A separação do akh e a unificação do ka e do ba eram realizadas após a morte, fazendo-se as oferendas adequadas e conhecendo o feitiço adequado e eficaz, mas havia o risco de morrer novamente. A literatura funerária egípcia (como os Textos dos Sarcófagos e o Livro dos Mortos) pretendia ajudar o falecido a “não morrer pela segunda vez” e a ajudar a se tornar um akh.

OS RELACIONAMENTOS DA ALMA:

Os antigos egípcios acreditavam que a morte ocorria quando o ka de uma pessoa deixa o corpo. As cerimônias conduzidas pelos sacerdotes após a morte, incluindo a “abertura da boca (wp r)”, visavam não apenas restaurar as habilidades físicas de uma pessoa na morte, mas também liberar o apego do ba ao corpo. Isso permitiu que o ba se unisse ao ka na vida após a morte, criando uma entidade conhecida como akh.

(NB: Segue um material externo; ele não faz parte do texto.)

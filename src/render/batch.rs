use crate::overlay::CaptionSpec;
use crate::render::cmd::EncoderSpawner;
use crate::render::job::{Batch, BatchRegistry, BatchState, JobStatus, RenderJob};
use crate::render::runner::render_caption;
use std::error::Error;
use std::fmt;
use std::io;
use std::path::PathBuf;
use std::sync::Arc;
use tokio::sync::Semaphore;
use uuid::Uuid;

/// Request-level rejection: no batch id is assigned and no job starts.
#[derive(Debug)]
pub enum BatchError {
    /// The referenced source video does not exist in the upload directory
    SourceNotFound(String),
    /// A batch needs at least one caption
    EmptyCaptionList,
    Io(io::Error),
}

impl fmt::Display for BatchError {
    fn fmt(&self, f: &mut fmt::Formatter<'_>) -> fmt::Result {
        match self {
            BatchError::SourceNotFound(name) => write!(f, "source video not found: {}", name),
            BatchError::EmptyCaptionList => write!(f, "caption list is empty"),
            BatchError::Io(e) => write!(f, "io error: {}", e),
        }
    }
}

impl Error for BatchError {
    fn source(&self) -> Option<&(dyn Error + 'static)> {
        match self {
            BatchError::Io(e) => Some(e),
            _ => None,
        }
    }
}

impl From<io::Error> for BatchError {
    fn from(err: io::Error) -> Self {
        BatchError::Io(err)
    }
}

/// Drives a batch from caption list to fully-resolved jobs.
///
/// Jobs are dispatched onto the runtime gated by a semaphore; width 1 renders
/// a batch strictly sequentially, wider pools bound the number of concurrent
/// encoder processes. Results are collected by awaiting handles in input
/// order, so reported order never depends on completion order.
pub struct BatchOrchestrator<E> {
    spawner: Arc<E>,
    registry: BatchRegistry,
    upload_dir: PathBuf,
    output_dir: PathBuf,
    workers: usize,
    timeout_secs: u64,
}

impl<E> BatchOrchestrator<E>
where
    E: EncoderSpawner + 'static,
{
    pub fn new(
        spawner: Arc<E>,
        registry: BatchRegistry,
        upload_dir: PathBuf,
        output_dir: PathBuf,
        workers: usize,
        timeout_secs: u64,
    ) -> Self {
        Self {
            spawner,
            registry,
            upload_dir,
            output_dir,
            workers: workers.max(1),
            timeout_secs,
        }
    }

    /// Run one generation request to completion.
    ///
    /// Preconditions are validated before the batch id is generated, so a
    /// rejected request leaves no trace. After dispatch the batch always runs
    /// to completion: individual job failures are recorded on their own slot
    /// and never abort siblings or the batch.
    pub async fn generate(
        &self,
        video_filename: &str,
        captions: Vec<CaptionSpec>,
    ) -> Result<Batch, BatchError> {
        if captions.is_empty() {
            return Err(BatchError::EmptyCaptionList);
        }
        let source_path = self.upload_dir.join(video_filename);
        match tokio::fs::metadata(&source_path).await {
            Ok(meta) if meta.is_file() => {}
            _ => return Err(BatchError::SourceNotFound(video_filename.to_string())),
        }
        tokio::fs::create_dir_all(&self.output_dir).await?;

        let batch_id = Uuid::new_v4().to_string();
        let jobs: Vec<RenderJob> = captions
            .into_iter()
            .enumerate()
            .map(|(index, caption)| RenderJob {
                batch_id: batch_id.clone(),
                index,
                output_filename: format!("reel_{}_{}.mp4", batch_id, index + 1),
                caption,
                status: JobStatus::Pending,
            })
            .collect();

        tracing::info!(batch_id = %batch_id, jobs = jobs.len(), "starting batch");
        self.registry.insert(Batch::new(batch_id.clone(), jobs.clone()));
        self.registry.set_state(&batch_id, BatchState::Running);

        let semaphore = Arc::new(Semaphore::new(self.workers));
        let mut handles = Vec::with_capacity(jobs.len());
        for job in &jobs {
            let spawner = Arc::clone(&self.spawner);
            let semaphore = Arc::clone(&semaphore);
            let source_path = source_path.clone();
            let output_path = self.output_dir.join(&job.output_filename);
            let caption = job.caption.clone();
            let timeout_secs = self.timeout_secs;

            handles.push(tokio::spawn(async move {
                let _permit = match semaphore.acquire_owned().await {
                    Ok(permit) => permit,
                    Err(_) => return JobStatus::Failed(String::from("render pool closed")),
                };
                match render_caption(
                    spawner.as_ref(),
                    &source_path,
                    &caption,
                    &output_path,
                    timeout_secs,
                )
                .await
                {
                    Ok(()) => JobStatus::Success,
                    Err(e) => JobStatus::Failed(e.to_string()),
                }
            }));
        }

        // Await in input order; a crashed task resolves only its own slot.
        let mut resolved = jobs;
        for (index, handle) in handles.into_iter().enumerate() {
            let status = match handle.await {
                Ok(status) => status,
                Err(join_err) => JobStatus::Failed(format!("render task crashed: {}", join_err)),
            };
            match &status {
                JobStatus::Success => {
                    tracing::info!(batch_id = %batch_id, reel = index + 1, "reel rendered")
                }
                JobStatus::Failed(message) => {
                    tracing::error!(batch_id = %batch_id, reel = index + 1, error = %message, "reel failed")
                }
                JobStatus::Pending => {}
            }
            self.registry.resolve_job(&batch_id, index, status.clone());
            resolved[index].status = status;
        }

        self.registry.set_state(&batch_id, BatchState::Completed);
        let mut batch = Batch::new(batch_id, resolved);
        batch.state = BatchState::Completed;
        Ok(batch)
    }
}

Os egípcios concebiam a vida após a morte como bastante semelhante à existência física normal – mas com uma diferença. O modelo para esta nova existência era a viagem do Sol. À noite, o Sol descia no Duat ou “submundo”. Eventualmente, o Sol encontra o corpo do Osíris mumificado. Osíris e o Sol, reenergizados um pelo outro, ressuscitam para uma nova vida para mais um dia. Para os falecidos, seu corpo e sua tumba eram seu Osíris pessoal e um Duat pessoal. Por esta razão são frequentemente chamados de “Osíris”. Para que esse processo funcionasse, era necessário algum tipo de preservação corporal, para permitir que o ba retornasse durante a noite e ressuscitasse para uma nova vida pela manhã. Acreditava-se que os akḫs completos também apareciam como estrelas. Até o Período Tardio, os egípcios não-reais não esperavam se unir à divindade do Sol; isso era reservado para a realeza.

O Livro dos Mortos, a coleção de feitiços que ajudavam uma pessoa na vida após a morte, tinha o nome egípcio de Livro da Saída Diurna. Eles ajudavam as pessoas a evitar os perigos da vida após a morte e também auxiliavam em sua existência, contendo feitiços para garantir “não morrer uma segunda vez no submundo” e para “conceder memória sempiterna” a uma pessoa. Na religião egípcia era possível morrer na vida após a morte e esta morte era permanente.

A tumba de Paheri, um nomarca de Nekhen da Décima Oitava Dinastia, tem uma descrição eloquente desta existência e é traduzida por James Peter Allen como:

“Sua vida acontecerá novamente, sem que seu ba fique afastado de seu cadáver divino, com seu ba junto com o akh… Você surgirá todos os dias e retornará todas as noites. Uma lâmpada será acesa para você durante a noite, até que a luz do sol brilhe em seu peito. A você será dito: “Bem-vindo, bem-vindo a esta sua casa dos vivos!”